Windhoek e il Kalahari – viaggio in Namibia 1/6

Durante l’estate del 2004 decidemmo di intraprendere un viaggio in un paese molto particolare. Un paese grande quasi tre volte l’Italia, ma con una popolazione pari appena a quella della sola Calabria, poco più di due milioni di abitanti per lo più residenti nella capitale e in un paio di città maggiori. Un paese tropicale, ma con una lunga costa affacciata sull’Oceano Atlantico tra le più inospitali del mondo, battuta da schiumose e gigantesche onde d’acqua gelida, habitat naturale di pinguini, foche e balene. Un paese in gran parte ricoperto da un deserto di terra rossa e disseminato di piste di terra battuta con qualche rara strada asfaltata. Un paese con canyon scavati da fiumi millenari, con foreste rigogliose e con parchi naturali che ospitano una fauna eccezionale. Un paese abitato da molte etnie antichissime e diverse tra loro, che è stato colonia tedesca e che, in molte costruzioni, ricorda alcuni sobborghi del Tirolo, pur trovandosi in Africa. Questo paese è la selvaggia Namibia.
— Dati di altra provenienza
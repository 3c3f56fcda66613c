//! Drives one ID card scan from image to scored extraction.
use std::future::Future;
use std::sync::Arc;
use std::time::Duration;

use nidscan_ocr::{LanguageSet, OcrError, OcrInput, RecognizerFactory, TesseractFactory};
use tokio::time::Instant;
use tokio_util::sync::CancellationToken;

use crate::config::VerifierOptions;
use crate::error::VerifyError;
use crate::extractor::extract;
use crate::model::ExtractionResult;

/// Runs `fut` until it finishes, the deadline passes or `cancel` fires.
async fn bounded<T, F>(
    fut: F,
    deadline: Instant,
    timeout: Duration,
    cancel: &CancellationToken,
) -> Result<T, OcrError>
where
    F: Future<Output = Result<T, OcrError>>,
{
    tokio::select! {
        biased;
        _ = cancel.cancelled() => Err(OcrError::Cancelled),
        res = tokio::time::timeout_at(deadline, fut) => {
            res.unwrap_or_else(|_| Err(OcrError::Timeout(timeout)))
        }
    }
}

/// Stateless scan orchestrator. Every call acquires its own recognizer worker
/// and terminates it before returning, so one `Verifier` can serve any number
/// of concurrent sessions.
#[derive(Clone)]
pub struct Verifier {
    factory: Arc<dyn RecognizerFactory>,
    options: VerifierOptions,
}

impl Verifier {
    pub fn new(factory: Arc<dyn RecognizerFactory>, options: VerifierOptions) -> Self {
        Self { factory, options }
    }

    /// A verifier backed by the tesseract executable named in `options`.
    pub fn tesseract(options: VerifierOptions) -> Self {
        let factory = TesseractFactory::with_binary(options.tesseract_binary.clone());
        Self::new(Arc::new(factory), options)
    }

    pub fn options(&self) -> &VerifierOptions {
        &self.options
    }

    pub async fn verify(&self, image: &OcrInput) -> Result<ExtractionResult, VerifyError> {
        self.verify_with_cancel(image, CancellationToken::new()).await
    }

    /// Like [`Verifier::verify`], abandoning the scan as soon as `cancel` fires.
    /// The recognizer is terminated on every path, including timeout and
    /// cancellation.
    pub async fn verify_with_cancel(
        &self,
        image: &OcrInput,
        cancel: CancellationToken,
    ) -> Result<ExtractionResult, VerifyError> {
        let languages = LanguageSet::latin_bengali();
        let timeout = self.options.timeout;
        let started = Instant::now();
        let deadline = started + timeout;

        tracing::info!(languages = %languages, timeout_secs = timeout.as_secs_f64(), "nid scan started");

        let mut recognizer = bounded(self.factory.acquire(&languages), deadline, timeout, &cancel)
            .await
            .inspect_err(|e| tracing::warn!(error = %e, "could not acquire recognizer"))?;
        tracing::debug!("recognizer acquired");

        let recognized = bounded(recognizer.recognize(image), deadline, timeout, &cancel).await;
        recognizer.terminate().await;
        tracing::debug!("recognizer released");

        let output = recognized.inspect_err(|e| {
            tracing::warn!(
                error = %e,
                elapsed_ms = started.elapsed().as_millis() as u64,
                "nid scan failed"
            )
        })?;

        let result = extract(&output.text);
        tracing::info!(
            regions = output.regions.len(),
            confidence = result.match_confidence,
            authentic = result.is_authentic,
            name_found = result.has_name(),
            elapsed_ms = started.elapsed().as_millis() as u64,
            "nid scan finished"
        );
        Ok(result)
    }
}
La strada che dall’aeroporto conduceva alla capitale Windhoek era asfaltata e relativamente poco trafficata. Ciò nonostante il tragitto fu un po’ problematico sia per la guida a sinistra (era la prima volta in assoluto che guidavo un auto con il cambio a sinistra e il volante a destra) sia perchè, in più di un’occasione, dovetti frenare bruscamente per evitare uno dei numerosi babbuini che attraversano la strada all’improvviso. La Namibia rivelò subito il suo carattere selvaggio ed esotico.

Ci volle poco tempo per abituarsi alla guida, anche se ad ogni sorpasso (a destra) ed a ogni immissione in una rotatoria (da percorrere in senso orario) dovevo concentrarmi in modo particolare. Ci volle più tempo per abituarsi invece all’insolito modo di regolare le precedenze agli incroci sulla base dell’ordine di arrivo delle autovetture.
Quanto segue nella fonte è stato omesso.